[Items from a data source]

*** Block opens ***

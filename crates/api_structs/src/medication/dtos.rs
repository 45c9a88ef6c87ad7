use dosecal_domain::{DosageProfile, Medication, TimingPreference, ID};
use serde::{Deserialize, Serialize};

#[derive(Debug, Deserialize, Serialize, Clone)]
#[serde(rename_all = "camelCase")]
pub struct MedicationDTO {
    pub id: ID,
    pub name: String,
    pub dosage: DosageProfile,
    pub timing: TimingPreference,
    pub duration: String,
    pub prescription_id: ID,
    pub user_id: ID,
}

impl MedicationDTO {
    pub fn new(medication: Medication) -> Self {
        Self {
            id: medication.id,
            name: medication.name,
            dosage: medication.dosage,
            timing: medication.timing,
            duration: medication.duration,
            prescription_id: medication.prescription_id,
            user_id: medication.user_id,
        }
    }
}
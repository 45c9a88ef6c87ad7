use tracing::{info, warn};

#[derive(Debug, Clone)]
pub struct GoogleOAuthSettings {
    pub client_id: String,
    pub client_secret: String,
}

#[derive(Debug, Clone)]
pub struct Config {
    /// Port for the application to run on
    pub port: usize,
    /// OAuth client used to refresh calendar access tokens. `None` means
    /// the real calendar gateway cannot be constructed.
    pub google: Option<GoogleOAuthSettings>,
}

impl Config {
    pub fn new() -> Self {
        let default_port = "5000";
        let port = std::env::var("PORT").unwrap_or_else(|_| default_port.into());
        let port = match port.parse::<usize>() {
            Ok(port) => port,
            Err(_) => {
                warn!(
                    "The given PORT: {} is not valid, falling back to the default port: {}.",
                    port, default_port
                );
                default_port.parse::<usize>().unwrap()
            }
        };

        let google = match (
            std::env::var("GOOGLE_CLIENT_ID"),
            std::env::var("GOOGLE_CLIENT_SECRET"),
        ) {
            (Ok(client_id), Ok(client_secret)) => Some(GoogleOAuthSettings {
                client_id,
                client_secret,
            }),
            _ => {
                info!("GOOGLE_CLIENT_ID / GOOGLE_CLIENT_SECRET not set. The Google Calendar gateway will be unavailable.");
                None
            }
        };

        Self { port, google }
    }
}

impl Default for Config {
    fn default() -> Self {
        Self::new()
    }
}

*** Block closes ***
*** Block opens ***

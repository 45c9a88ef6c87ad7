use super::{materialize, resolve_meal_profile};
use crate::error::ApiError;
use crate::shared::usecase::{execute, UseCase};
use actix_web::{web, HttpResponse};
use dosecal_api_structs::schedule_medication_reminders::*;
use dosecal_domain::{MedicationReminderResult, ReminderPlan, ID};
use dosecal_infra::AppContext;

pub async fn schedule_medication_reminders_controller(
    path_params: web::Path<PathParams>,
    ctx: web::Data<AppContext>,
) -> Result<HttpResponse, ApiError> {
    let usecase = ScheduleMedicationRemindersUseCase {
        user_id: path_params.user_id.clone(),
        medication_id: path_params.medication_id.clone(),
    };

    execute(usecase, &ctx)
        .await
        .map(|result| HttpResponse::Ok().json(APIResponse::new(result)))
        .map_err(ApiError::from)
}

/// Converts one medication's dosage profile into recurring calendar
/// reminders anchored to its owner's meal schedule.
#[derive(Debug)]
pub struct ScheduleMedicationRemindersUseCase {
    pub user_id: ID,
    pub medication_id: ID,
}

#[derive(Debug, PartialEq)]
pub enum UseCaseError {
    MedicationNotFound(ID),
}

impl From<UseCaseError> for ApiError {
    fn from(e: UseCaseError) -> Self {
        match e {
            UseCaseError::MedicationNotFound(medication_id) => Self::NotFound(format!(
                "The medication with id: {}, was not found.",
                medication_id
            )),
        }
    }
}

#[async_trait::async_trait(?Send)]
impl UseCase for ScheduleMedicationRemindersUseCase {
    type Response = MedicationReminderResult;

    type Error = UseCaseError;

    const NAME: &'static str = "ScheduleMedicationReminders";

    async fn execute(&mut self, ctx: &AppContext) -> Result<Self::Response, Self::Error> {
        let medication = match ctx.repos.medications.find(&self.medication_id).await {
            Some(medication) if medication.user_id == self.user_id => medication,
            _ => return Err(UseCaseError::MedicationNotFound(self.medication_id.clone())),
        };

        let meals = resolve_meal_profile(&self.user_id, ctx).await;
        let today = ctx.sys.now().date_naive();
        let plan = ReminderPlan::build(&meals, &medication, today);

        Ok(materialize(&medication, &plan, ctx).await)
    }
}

*** Block closes ***
*** Block opens ***

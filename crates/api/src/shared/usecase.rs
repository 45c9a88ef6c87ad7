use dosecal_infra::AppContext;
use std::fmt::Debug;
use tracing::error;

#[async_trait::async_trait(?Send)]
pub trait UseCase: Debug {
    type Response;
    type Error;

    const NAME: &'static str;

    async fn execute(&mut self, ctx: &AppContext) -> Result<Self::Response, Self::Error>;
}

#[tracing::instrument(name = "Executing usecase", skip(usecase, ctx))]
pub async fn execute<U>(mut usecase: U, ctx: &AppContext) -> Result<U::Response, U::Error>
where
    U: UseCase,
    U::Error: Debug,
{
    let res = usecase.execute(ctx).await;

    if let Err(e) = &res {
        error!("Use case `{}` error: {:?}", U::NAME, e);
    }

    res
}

*** Block closes ***

• **Work request**: Write out every line from the entries where "filename" appears.

• **Response to the task**:
filename crates/api_structs/src/medication/dtos.rs
filename crates/api/src/shared/usecase.rs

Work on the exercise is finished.